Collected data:
[Start of section]
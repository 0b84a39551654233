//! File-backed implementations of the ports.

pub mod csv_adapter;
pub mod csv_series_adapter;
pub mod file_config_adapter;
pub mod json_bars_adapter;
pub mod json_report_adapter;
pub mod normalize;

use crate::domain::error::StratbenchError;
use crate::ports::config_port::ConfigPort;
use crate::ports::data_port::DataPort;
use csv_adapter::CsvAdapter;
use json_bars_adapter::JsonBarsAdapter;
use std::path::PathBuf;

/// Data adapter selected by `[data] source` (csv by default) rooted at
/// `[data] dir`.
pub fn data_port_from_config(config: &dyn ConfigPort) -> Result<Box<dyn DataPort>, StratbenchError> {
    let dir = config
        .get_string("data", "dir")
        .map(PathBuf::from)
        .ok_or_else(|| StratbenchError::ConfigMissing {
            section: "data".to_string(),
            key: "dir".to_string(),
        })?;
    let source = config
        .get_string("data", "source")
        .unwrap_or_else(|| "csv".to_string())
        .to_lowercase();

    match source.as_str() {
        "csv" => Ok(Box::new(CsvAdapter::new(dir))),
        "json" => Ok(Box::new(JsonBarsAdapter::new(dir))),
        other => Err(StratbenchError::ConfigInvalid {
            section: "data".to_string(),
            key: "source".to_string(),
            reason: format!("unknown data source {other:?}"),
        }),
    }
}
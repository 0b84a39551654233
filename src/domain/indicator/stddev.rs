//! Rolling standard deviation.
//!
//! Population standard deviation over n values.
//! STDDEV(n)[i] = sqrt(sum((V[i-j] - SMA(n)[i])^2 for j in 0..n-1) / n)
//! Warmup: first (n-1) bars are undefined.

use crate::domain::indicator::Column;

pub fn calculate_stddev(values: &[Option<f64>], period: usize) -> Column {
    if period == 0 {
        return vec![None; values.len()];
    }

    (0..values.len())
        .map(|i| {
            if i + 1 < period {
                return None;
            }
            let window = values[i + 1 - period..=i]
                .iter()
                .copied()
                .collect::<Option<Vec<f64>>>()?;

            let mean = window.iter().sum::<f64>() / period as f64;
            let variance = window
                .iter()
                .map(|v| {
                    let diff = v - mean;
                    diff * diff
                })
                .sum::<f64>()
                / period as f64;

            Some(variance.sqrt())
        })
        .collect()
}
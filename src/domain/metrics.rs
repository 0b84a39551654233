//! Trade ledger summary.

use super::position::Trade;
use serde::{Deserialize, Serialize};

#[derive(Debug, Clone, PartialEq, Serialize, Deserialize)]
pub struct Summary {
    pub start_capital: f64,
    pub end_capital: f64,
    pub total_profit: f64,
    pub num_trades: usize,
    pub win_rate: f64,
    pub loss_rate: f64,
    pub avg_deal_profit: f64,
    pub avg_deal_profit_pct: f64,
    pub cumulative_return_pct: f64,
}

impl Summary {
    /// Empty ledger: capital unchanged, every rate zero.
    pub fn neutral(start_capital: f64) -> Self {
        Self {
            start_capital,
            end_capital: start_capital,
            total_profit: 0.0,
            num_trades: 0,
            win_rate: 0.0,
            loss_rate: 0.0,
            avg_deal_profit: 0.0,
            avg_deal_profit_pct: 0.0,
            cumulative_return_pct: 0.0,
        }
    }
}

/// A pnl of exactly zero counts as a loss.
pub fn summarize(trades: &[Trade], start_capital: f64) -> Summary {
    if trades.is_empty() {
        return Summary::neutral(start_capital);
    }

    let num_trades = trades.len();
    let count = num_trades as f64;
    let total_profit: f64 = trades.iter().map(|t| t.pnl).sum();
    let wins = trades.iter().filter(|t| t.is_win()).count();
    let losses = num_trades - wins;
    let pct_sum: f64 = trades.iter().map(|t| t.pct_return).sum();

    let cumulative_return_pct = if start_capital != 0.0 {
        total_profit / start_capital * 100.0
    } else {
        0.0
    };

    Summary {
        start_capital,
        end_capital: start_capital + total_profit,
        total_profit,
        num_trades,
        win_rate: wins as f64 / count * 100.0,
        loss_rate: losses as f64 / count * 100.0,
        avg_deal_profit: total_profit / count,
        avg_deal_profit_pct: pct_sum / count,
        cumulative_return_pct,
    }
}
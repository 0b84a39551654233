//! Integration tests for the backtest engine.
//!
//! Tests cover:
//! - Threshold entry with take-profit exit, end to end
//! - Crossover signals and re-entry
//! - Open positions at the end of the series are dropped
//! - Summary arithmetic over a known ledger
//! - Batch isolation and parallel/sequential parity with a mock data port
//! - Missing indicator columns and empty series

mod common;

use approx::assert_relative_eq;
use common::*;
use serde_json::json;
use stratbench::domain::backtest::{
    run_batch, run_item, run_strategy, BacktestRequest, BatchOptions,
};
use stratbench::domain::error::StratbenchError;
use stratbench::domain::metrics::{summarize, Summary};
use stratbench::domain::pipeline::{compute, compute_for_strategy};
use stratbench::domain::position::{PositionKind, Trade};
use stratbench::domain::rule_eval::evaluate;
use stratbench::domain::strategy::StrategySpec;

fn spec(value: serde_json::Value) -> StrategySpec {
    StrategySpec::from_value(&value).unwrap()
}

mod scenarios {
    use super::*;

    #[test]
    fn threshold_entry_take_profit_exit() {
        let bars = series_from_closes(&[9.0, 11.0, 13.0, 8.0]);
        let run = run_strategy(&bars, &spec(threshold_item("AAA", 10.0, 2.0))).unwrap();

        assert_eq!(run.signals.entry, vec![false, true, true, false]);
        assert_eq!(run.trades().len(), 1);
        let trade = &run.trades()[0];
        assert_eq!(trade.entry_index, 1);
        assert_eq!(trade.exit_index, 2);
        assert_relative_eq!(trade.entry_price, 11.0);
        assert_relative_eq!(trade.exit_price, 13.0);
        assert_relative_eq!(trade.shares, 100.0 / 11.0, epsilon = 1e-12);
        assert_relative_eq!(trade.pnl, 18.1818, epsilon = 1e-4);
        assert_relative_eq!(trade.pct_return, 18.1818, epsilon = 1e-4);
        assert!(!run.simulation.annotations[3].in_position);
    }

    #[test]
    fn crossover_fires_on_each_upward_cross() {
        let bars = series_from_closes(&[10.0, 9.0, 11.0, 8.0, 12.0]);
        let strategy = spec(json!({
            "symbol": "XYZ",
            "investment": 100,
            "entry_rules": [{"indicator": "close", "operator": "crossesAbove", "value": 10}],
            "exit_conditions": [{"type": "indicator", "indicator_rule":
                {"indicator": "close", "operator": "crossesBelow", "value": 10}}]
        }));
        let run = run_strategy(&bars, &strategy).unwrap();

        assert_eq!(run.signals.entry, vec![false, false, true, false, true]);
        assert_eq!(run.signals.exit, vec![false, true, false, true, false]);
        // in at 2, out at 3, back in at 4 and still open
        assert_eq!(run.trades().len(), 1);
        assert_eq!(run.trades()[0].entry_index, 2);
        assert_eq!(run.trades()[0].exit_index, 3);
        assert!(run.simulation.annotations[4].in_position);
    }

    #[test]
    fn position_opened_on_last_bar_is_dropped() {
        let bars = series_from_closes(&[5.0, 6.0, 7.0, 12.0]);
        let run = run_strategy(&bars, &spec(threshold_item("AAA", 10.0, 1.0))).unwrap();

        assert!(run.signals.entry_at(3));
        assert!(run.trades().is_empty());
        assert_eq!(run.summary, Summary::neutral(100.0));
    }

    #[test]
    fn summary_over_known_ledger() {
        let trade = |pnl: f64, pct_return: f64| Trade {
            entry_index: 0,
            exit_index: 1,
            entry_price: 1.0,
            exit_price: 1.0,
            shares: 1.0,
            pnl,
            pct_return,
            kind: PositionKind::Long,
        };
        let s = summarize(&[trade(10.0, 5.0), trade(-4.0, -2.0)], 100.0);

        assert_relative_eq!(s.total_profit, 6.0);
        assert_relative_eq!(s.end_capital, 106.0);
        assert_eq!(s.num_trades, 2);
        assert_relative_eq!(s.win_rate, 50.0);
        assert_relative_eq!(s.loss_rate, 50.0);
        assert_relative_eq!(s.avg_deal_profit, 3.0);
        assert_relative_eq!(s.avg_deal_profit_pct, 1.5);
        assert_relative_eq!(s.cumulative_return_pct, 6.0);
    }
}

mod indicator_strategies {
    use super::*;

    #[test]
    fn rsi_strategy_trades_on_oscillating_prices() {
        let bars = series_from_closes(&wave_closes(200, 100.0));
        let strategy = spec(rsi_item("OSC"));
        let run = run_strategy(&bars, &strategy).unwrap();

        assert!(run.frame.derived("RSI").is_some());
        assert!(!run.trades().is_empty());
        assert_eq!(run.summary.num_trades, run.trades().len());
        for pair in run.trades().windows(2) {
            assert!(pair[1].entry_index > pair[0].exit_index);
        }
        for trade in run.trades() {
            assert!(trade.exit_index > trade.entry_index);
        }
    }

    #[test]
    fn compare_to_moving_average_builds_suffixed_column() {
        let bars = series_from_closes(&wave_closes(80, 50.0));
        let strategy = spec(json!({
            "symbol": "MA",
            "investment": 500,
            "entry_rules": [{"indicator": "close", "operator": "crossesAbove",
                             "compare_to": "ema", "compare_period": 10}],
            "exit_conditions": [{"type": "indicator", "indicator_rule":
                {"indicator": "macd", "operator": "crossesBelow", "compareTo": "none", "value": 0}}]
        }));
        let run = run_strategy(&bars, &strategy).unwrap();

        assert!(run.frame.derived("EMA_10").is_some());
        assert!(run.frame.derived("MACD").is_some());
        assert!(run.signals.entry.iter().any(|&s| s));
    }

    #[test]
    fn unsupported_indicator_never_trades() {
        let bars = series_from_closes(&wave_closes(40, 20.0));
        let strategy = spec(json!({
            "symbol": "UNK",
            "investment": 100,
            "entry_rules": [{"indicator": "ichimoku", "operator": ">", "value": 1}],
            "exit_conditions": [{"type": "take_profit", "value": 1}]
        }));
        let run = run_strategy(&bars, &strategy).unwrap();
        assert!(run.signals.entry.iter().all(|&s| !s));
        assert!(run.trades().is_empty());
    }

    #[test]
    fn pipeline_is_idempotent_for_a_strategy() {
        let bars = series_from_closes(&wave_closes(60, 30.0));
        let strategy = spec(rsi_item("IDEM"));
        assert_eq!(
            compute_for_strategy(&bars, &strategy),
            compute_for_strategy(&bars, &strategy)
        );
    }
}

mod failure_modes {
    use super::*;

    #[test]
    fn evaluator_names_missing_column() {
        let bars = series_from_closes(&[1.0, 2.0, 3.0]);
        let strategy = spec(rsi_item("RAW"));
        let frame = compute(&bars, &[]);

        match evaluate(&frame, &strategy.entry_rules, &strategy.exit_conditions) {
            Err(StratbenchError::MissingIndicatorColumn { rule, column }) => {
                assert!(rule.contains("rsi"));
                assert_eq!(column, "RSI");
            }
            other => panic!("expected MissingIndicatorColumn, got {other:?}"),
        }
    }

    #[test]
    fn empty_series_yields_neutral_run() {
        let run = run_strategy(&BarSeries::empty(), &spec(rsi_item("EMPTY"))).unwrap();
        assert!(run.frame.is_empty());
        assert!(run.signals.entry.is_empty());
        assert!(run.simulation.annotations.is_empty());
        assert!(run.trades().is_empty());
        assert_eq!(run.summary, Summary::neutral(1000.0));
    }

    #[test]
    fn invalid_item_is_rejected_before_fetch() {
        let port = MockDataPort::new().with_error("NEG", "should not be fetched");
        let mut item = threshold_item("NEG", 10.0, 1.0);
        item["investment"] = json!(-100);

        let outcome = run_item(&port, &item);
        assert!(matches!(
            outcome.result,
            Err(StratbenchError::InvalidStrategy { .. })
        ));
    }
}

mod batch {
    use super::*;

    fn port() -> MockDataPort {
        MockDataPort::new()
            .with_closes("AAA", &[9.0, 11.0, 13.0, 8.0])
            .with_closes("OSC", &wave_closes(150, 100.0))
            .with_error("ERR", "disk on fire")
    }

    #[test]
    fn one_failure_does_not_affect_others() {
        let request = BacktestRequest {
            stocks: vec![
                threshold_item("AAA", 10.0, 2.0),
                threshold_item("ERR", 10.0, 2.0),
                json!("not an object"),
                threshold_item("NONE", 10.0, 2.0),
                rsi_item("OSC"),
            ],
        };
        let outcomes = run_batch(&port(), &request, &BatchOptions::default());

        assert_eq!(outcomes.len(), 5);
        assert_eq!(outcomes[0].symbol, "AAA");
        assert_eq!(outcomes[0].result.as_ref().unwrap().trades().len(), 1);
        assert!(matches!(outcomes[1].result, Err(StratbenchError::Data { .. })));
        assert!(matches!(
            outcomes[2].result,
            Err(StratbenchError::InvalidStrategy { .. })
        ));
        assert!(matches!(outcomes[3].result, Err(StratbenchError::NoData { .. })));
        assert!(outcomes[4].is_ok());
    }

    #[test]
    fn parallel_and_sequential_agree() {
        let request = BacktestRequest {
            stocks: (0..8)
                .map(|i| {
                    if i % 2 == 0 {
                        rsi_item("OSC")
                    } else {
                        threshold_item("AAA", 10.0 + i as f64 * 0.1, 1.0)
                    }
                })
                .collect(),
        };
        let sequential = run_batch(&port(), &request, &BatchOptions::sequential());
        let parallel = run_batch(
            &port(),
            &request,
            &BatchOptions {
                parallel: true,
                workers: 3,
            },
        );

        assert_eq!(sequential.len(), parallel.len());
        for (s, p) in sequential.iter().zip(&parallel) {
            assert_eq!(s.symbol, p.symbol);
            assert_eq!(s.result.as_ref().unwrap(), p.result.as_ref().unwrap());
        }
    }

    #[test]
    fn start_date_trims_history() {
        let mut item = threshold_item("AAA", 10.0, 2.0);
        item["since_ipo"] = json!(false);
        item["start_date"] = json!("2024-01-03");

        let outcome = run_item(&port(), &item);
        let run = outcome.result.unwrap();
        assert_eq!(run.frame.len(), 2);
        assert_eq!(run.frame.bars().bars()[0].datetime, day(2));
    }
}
[End of section]
YOUR TASK - A single figure is required: the number of lines in the data where the word "mean" occurs.

SOLUTION TO THIS TASK - 2